Last week in Asia Pacific and Japan we completed our annual presales conference roadshow (PSCR). At this PSCR I delivered a talk to the presales community on the intersection of three great solutions: disaster recovery (DR), downtime avoidance (DA), and high availability (HA). Each of these is easily understood by its own. But their combinations can introduce mind-bending complexity. I used my presentation to untangle some mental knots.
I believe that mixed DR/DA/HA environments are so complex that very few people in the world fully understand their complexities. Scott Lowe might be the only person I have worked with that appears to have a complete grasp of the situation. I know I do not. So, you might find it strange that I was called upon to lead this talk.
Well, I learned a lot in the talk. Both from the research prior to its first delivery and from the hallway conversations that followed my sessions. I documented, learned and created a few key concepts for this talk. Here they are.
Downtime avoidance and disaster avoidance are two different things. EMC uses VPLEX to deliver the key characteristic of both downtime and disaster avoidance: zero downtime migration over distance. The difference between them is defined by the customer’s expectation of a disaster’s radius and the distance between the datacenters. When two datacenters are far enough apart that they do not both fall within the radius of disaster, it is possible to implement a disaster avoidance solution between them. If they both fall within that radius, only downtime avoidance is possible.

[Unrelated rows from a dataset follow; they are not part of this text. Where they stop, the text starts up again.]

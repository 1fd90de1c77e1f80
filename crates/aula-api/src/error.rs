//! API error type and [`axum::response::IntoResponse`] implementation.
//!
//! Validation failures are form errors: they answer `200 OK` with an
//! `{"error": …}` body so a client can show the message next to the form.

use axum::{
  Json,
  extract::rejection::JsonRejection,
  http::{HeaderValue, StatusCode, header},
  response::{IntoResponse, Response},
};
use serde_json::json;
use thiserror::Error;

/// An error returned by an API handler.
#[derive(Debug, Error)]
pub enum ApiError {
  #[error("unauthorized")]
  Unauthorized,

  #[error("forbidden: {0}")]
  Forbidden(String),

  #[error("not found: {0}")]
  NotFound(String),

  #[error("{0}")]
  Validation(String),

  #[error("store error: {0}")]
  Store(#[source] Box<dyn std::error::Error + Send + Sync>),
}

impl From<aula_core::Error> for ApiError {
  fn from(e: aula_core::Error) -> Self {
    use aula_core::Error as E;
    match e {
      E::Validation(m) => ApiError::Validation(m),
      E::Forbidden(m) => ApiError::Forbidden(m),
      e @ E::NotFound { .. } => ApiError::NotFound(e.to_string()),
      E::Storage(inner) => ApiError::Store(inner),
    }
  }
}

impl From<JsonRejection> for ApiError {
  fn from(rejection: JsonRejection) -> Self {
    tracing::debug!(error = %rejection, "rejected request body");
    ApiError::Validation(rejection.body_text())
  }
}

/// Map any backend error into an [`ApiError`] through the domain taxonomy.
pub fn store_err<E: Into<aula_core::Error>>(e: E) -> ApiError {
  ApiError::from(e.into())
}

impl IntoResponse for ApiError {
  fn into_response(self) -> Response {
    let (status, message) = match &self {
      ApiError::Unauthorized => {
        let mut res = (
          StatusCode::UNAUTHORIZED,
          Json(json!({ "error": "authentication required" })),
        )
          .into_response();
        res.headers_mut().insert(
          header::WWW_AUTHENTICATE,
          HeaderValue::from_static("Basic realm=\"aula\""),
        );
        return res;
      }
      ApiError::Forbidden(m) => (StatusCode::FORBIDDEN, m.clone()),
      ApiError::NotFound(m) => (StatusCode::NOT_FOUND, m.clone()),
      ApiError::Validation(m) => (StatusCode::OK, m.clone()),
      ApiError::Store(e) => {
        tracing::error!(error = %e, "storage failure");
        (
          StatusCode::INTERNAL_SERVER_ERROR,
          "internal server error".to_owned(),
        )
      }
    };
    (status, Json(json!({ "error": message }))).into_response()
  }
}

Some customers enjoy VPLEX between two relatively close datacenters. They can then migrate workloads to avoid planned outages. But if those datacenters both fall within the same flood plane, they do not have a disaster avoidance solution. Despite this difference of function, there is no technical difference between disaster and downtime avoidance. So, they can both be called “DA”.
The combination of DR, DA, multi-site HA can produce unexpected effects. Most of the weirdness comes from using old versions of vSphere. Prior to vSphere 5 HA was controlled by five, arbitrarily placed primary nodes. When they found themselves at the same site, that site’s failure would disrupt HA. Prior to vSphere 4.1 there was no way to recommend virtual machine placement at a site using host affinity. I tell customers these days that multi-site HA should not be attempted without vSphere 5.

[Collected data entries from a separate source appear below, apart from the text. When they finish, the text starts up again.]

//! The `AcademicStore` trait.
//!
//! The trait is implemented by storage backends (e.g. `aula-store-sqlite`).
//! Higher layers (`aula-api`, `aula-server`) depend on this abstraction, not
//! on any concrete backend.
//!
//! Every multi-step operation (enroll plus grade placeholder, backfill plus
//! read, assignment replacement, guarded delete) must be atomic in the
//! backend.

use std::future::Future;

use chrono::NaiveDate;
use uuid::Uuid;

use crate::{
  access::Role,
  catalog::{CatalogSummary, Career, Faculty, FinalExam, NewFinalExam, Subject},
  certificate::RegularCertificate,
  enrollment::{Enrollment, Offering},
  grade::{Grade, GradeUpdate},
  people::{
    AssignmentChange, Credentials, NewUser, Professor, Student, User, UserUpdate,
  },
};

/// Abstraction over an academic records backend.
///
/// Backend errors must convert into [`crate::Error`] so callers can tell
/// validation failures from missing entities and storage faults.
pub trait AcademicStore: Send + Sync {
  type Error: std::error::Error + Send + Sync + 'static + Into<crate::Error>;

  // ── Health ────────────────────────────────────────────────────────────

  /// Run a trivial query against the backend.
  fn ping(&self) -> impl Future<Output = Result<(), Self::Error>> + Send + '_;

  // ── Faculties ─────────────────────────────────────────────────────────

  fn create_faculty(
    &self,
    faculty: Faculty,
  ) -> impl Future<Output = Result<Faculty, Self::Error>> + Send + '_;

  fn get_faculty<'a>(
    &'a self,
    code: &'a str,
  ) -> impl Future<Output = Result<Option<Faculty>, Self::Error>> + Send + 'a;

  fn list_faculties(
    &self,
  ) -> impl Future<Output = Result<Vec<Faculty>, Self::Error>> + Send + '_;

  /// Replace every field of an existing faculty.
  fn update_faculty(
    &self,
    faculty: Faculty,
  ) -> impl Future<Output = Result<Faculty, Self::Error>> + Send + '_;

  /// Refused while the faculty still has careers.
  fn delete_faculty<'a>(
    &'a self,
    code: &'a str,
  ) -> impl Future<Output = Result<(), Self::Error>> + Send + 'a;

  // ── Careers ───────────────────────────────────────────────────────────

  fn create_career(
    &self,
    career: Career,
  ) -> impl Future<Output = Result<Career, Self::Error>> + Send + '_;

  fn get_career<'a>(
    &'a self,
    code: &'a str,
  ) -> impl Future<Output = Result<Option<Career>, Self::Error>> + Send + 'a;

  fn list_careers(
    &self,
    faculty_code: Option<String>,
  ) -> impl Future<Output = Result<Vec<Career>, Self::Error>> + Send + '_;

  fn update_career(
    &self,
    career: Career,
  ) -> impl Future<Output = Result<Career, Self::Error>> + Send + '_;

  /// Refused while the career still has students or subjects.
  fn delete_career<'a>(
    &'a self,
    code: &'a str,
  ) -> impl Future<Output = Result<(), Self::Error>> + Send + 'a;

  // ── Subjects ──────────────────────────────────────────────────────────

  fn create_subject(
    &self,
    subject: Subject,
  ) -> impl Future<Output = Result<Subject, Self::Error>> + Send + '_;

  fn get_subject<'a>(
    &'a self,
    code: &'a str,
  ) -> impl Future<Output = Result<Option<Subject>, Self::Error>> + Send + 'a;

  fn list_subjects(
    &self,
    career_code: Option<String>,
  ) -> impl Future<Output = Result<Vec<Subject>, Self::Error>> + Send + '_;

  fn update_subject(
    &self,
    subject: Subject,
  ) -> impl Future<Output = Result<Subject, Self::Error>> + Send + '_;

  /// Refused while the subject still has enrollments or final exams.
  fn delete_subject<'a>(
    &'a self,
    code: &'a str,
  ) -> impl Future<Output = Result<(), Self::Error>> + Send + 'a;

  // ── Final exams ───────────────────────────────────────────────────────

  fn create_final_exam(
    &self,
    exam: NewFinalExam,
  ) -> impl Future<Output = Result<FinalExam, Self::Error>> + Send + '_;

  fn get_final_exam(
    &self,
    id: Uuid,
  ) -> impl Future<Output = Result<Option<FinalExam>, Self::Error>> + Send + '_;

  fn list_final_exams(
    &self,
    subject_code: Option<String>,
  ) -> impl Future<Output = Result<Vec<FinalExam>, Self::Error>> + Send + '_;

  fn update_final_exam(
    &self,
    exam: FinalExam,
  ) -> impl Future<Output = Result<FinalExam, Self::Error>> + Send + '_;

  /// Refused while the final exam still has enrollments.
  fn delete_final_exam(
    &self,
    id: Uuid,
  ) -> impl Future<Output = Result<(), Self::Error>> + Send + '_;

  /// Entity counts for the administrator dashboard.
  fn catalog_summary(
    &self,
  ) -> impl Future<Output = Result<CatalogSummary, Self::Error>> + Send + '_;

  // ── Users ─────────────────────────────────────────────────────────────

  fn create_user(
    &self,
    user: NewUser,
  ) -> impl Future<Output = Result<User, Self::Error>> + Send + '_;

  /// Replace a user's names, email and dni, and the password hash when one
  /// is given.
  fn update_user(
    &self,
    id: Uuid,
    update: UserUpdate,
  ) -> impl Future<Output = Result<User, Self::Error>> + Send + '_;

  fn get_user(
    &self,
    id: Uuid,
  ) -> impl Future<Output = Result<Option<User>, Self::Error>> + Send + '_;

  /// Look up a user and their password hash by username.
  fn find_credentials<'a>(
    &'a self,
    username: &'a str,
  ) -> impl Future<Output = Result<Option<Credentials>, Self::Error>> + Send + 'a;

  fn list_users(
    &self,
    role: Option<Role>,
  ) -> impl Future<Output = Result<Vec<User>, Self::Error>> + Send + '_;

  /// Inactive users can no longer authenticate. Users are never deleted.
  fn set_user_active(
    &self,
    id: Uuid,
    active: bool,
  ) -> impl Future<Output = Result<User, Self::Error>> + Send + '_;

  // ── Profiles ──────────────────────────────────────────────────────────

  /// The user must exist, carry [`Role::Student`], and have no profile yet.
  fn create_student(
    &self,
    student: Student,
  ) -> impl Future<Output = Result<Student, Self::Error>> + Send + '_;

  fn get_student<'a>(
    &'a self,
    student_id: &'a str,
  ) -> impl Future<Output = Result<Option<Student>, Self::Error>> + Send + 'a;

  fn student_for_user(
    &self,
    user_id: Uuid,
  ) -> impl Future<Output = Result<Option<Student>, Self::Error>> + Send + '_;

  fn list_students(
    &self,
    career_code: Option<String>,
  ) -> impl Future<Output = Result<Vec<Student>, Self::Error>> + Send + '_;

  /// The user must exist, carry [`Role::Professor`], and have no profile
  /// yet.
  fn create_professor(
    &self,
    professor: Professor,
  ) -> impl Future<Output = Result<Professor, Self::Error>> + Send + '_;

  fn get_professor<'a>(
    &'a self,
    professor_id: &'a str,
  ) -> impl Future<Output = Result<Option<Professor>, Self::Error>> + Send + 'a;

  fn professor_for_user(
    &self,
    user_id: Uuid,
  ) -> impl Future<Output = Result<Option<Professor>, Self::Error>> + Send + '_;

  fn list_professors(
    &self,
  ) -> impl Future<Output = Result<Vec<Professor>, Self::Error>> + Send + '_;

  // ── Assignments ───────────────────────────────────────────────────────

  /// Replace the set of professors assigned to a subject.
  fn assign_subject_professors(
    &self,
    subject_code: String,
    professor_ids: Vec<String>,
  ) -> impl Future<Output = Result<AssignmentChange, Self::Error>> + Send + '_;

  /// Replace the set of professors assigned to a final exam.
  fn assign_final_exam_professors(
    &self,
    final_exam_id: Uuid,
    professor_ids: Vec<String>,
  ) -> impl Future<Output = Result<AssignmentChange, Self::Error>> + Send + '_;

  fn subjects_for_professor<'a>(
    &'a self,
    professor_id: &'a str,
  ) -> impl Future<Output = Result<Vec<Subject>, Self::Error>> + Send + 'a;

  fn final_exams_for_professor<'a>(
    &'a self,
    professor_id: &'a str,
  ) -> impl Future<Output = Result<Vec<FinalExam>, Self::Error>> + Send + 'a;

  fn is_assigned_to_subject<'a>(
    &'a self,
    professor_id: &'a str,
    subject_code: &'a str,
  ) -> impl Future<Output = Result<bool, Self::Error>> + Send + 'a;

  fn is_assigned_to_final_exam<'a>(
    &'a self,
    professor_id: &'a str,
    final_exam_id: Uuid,
  ) -> impl Future<Output = Result<bool, Self::Error>> + Send + 'a;

  // ── Enrollments ───────────────────────────────────────────────────────

  /// Enroll a student in an offering.
  ///
  /// Fails with a validation error on a duplicate enrollment, or when a
  /// subject does not belong to the student's career. A subject enrollment
  /// creates the grade placeholder in the same transaction.
  fn enroll(
    &self,
    student_id: String,
    offering: Offering,
  ) -> impl Future<Output = Result<Enrollment, Self::Error>> + Send + '_;

  fn list_enrollments_for_student<'a>(
    &'a self,
    student_id: &'a str,
  ) -> impl Future<Output = Result<Vec<Enrollment>, Self::Error>> + Send + 'a;

  fn list_enrollments_for_offering<'a>(
    &'a self,
    offering: &'a Offering,
  ) -> impl Future<Output = Result<Vec<Enrollment>, Self::Error>> + Send + 'a;

  // ── Grades ────────────────────────────────────────────────────────────

  /// One grade per student enrolled in the subject, ordered by student
  /// name. Missing grade rows are created (status free) before returning;
  /// a second call creates nothing.
  fn get_grades_for_subject<'a>(
    &'a self,
    subject_code: &'a str,
  ) -> impl Future<Output = Result<Vec<Grade>, Self::Error>> + Send + 'a;

  /// Upsert the final score of an enrolled student and recompute the
  /// status. `None` clears the score.
  fn set_final_score(
    &self,
    student_id: String,
    subject_code: String,
    score: Option<f64>,
  ) -> impl Future<Output = Result<Grade, Self::Error>> + Send + '_;

  /// Apply a full grade-form edit for an enrolled student.
  fn update_grade(
    &self,
    student_id: String,
    subject_code: String,
    update: GradeUpdate,
  ) -> impl Future<Output = Result<Grade, Self::Error>> + Send + '_;

  fn list_grades_for_student<'a>(
    &'a self,
    student_id: &'a str,
  ) -> impl Future<Output = Result<Vec<Grade>, Self::Error>> + Send + 'a;

  // ── Certificates ──────────────────────────────────────────────────────

  /// The regular-student certificate of a user, read in one snapshot.
  /// Fails with a validation error when the user has no student profile.
  fn regular_certificate(
    &self,
    user_id: Uuid,
    issued_on: NaiveDate,
  ) -> impl Future<Output = Result<RegularCertificate, Self::Error>> + Send + '_;
}
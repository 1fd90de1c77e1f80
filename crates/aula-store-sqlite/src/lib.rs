//! SQLite backend for the Aula academic records store.
//!
//! Wraps [`tokio_rusqlite`] so all database access runs on a dedicated thread
//! without blocking the async runtime.

mod catalog;
mod encode;
mod ledger;
mod people;
mod schema;
mod store;

pub mod error;

pub use error::{Error, Result};
pub use store::SqliteStore;

#[cfg(test)]
mod tests;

HA is not DR. This simple fact is not universally understood. HA provides a simple, automated restart mechanism to account for relatively small failures. DR requires documented, tested, potentially complex plans to recover an entire site’s loss. I now tell customers that HA is a technology. DR is a process.
Joint DR/DA solutions are available to EMC’s customers using a combination of VMware Site Recovery Manager, EMC VPLEX, and any number of layer two virtualization/flattening technologies. EMC released with GeoSynchrony 5.1 earlier this year a RecoverPoint splitter to allow replication from a VPLEX deployment to a remote site. With VMware SRM, this means that customers can enjoy DA and HA between the two VPLEX sites and DR to the third, protected site.
In truth SRM is not a prerequisite for a joint DR/DA solution. In Singapore we have a customer that deployed VPLEX to achieve cross-island DA. The customer uses “traditional” methods of scripting to simplify and automate the disaster recovery process. For environments like this script creation is pretty straightforward. But script maintenance can be costly and risky. I prefer to see customers using SRM for their DR plans.
Stretching L2 networks across distant sites is far too complicated for me (and many IT professionals) to handle without help. The design of complex networks remains an area of IT that I am woefully inadequate. But in my experience many of the professionals I engage are not strong in this area, either. If you are considering a DA or cross-site HA scenario, I recommend you buddy-up with a network expert. And make sure you understand the demands your configuration will place on the cross-site link. Often dedicated links between distance sites are costly and limited. If you allow DRS or HA to place virtual machines at sites distant from their users or intranet ingress points, you may find an artificial and avoidable bottleneck caused by the limited link.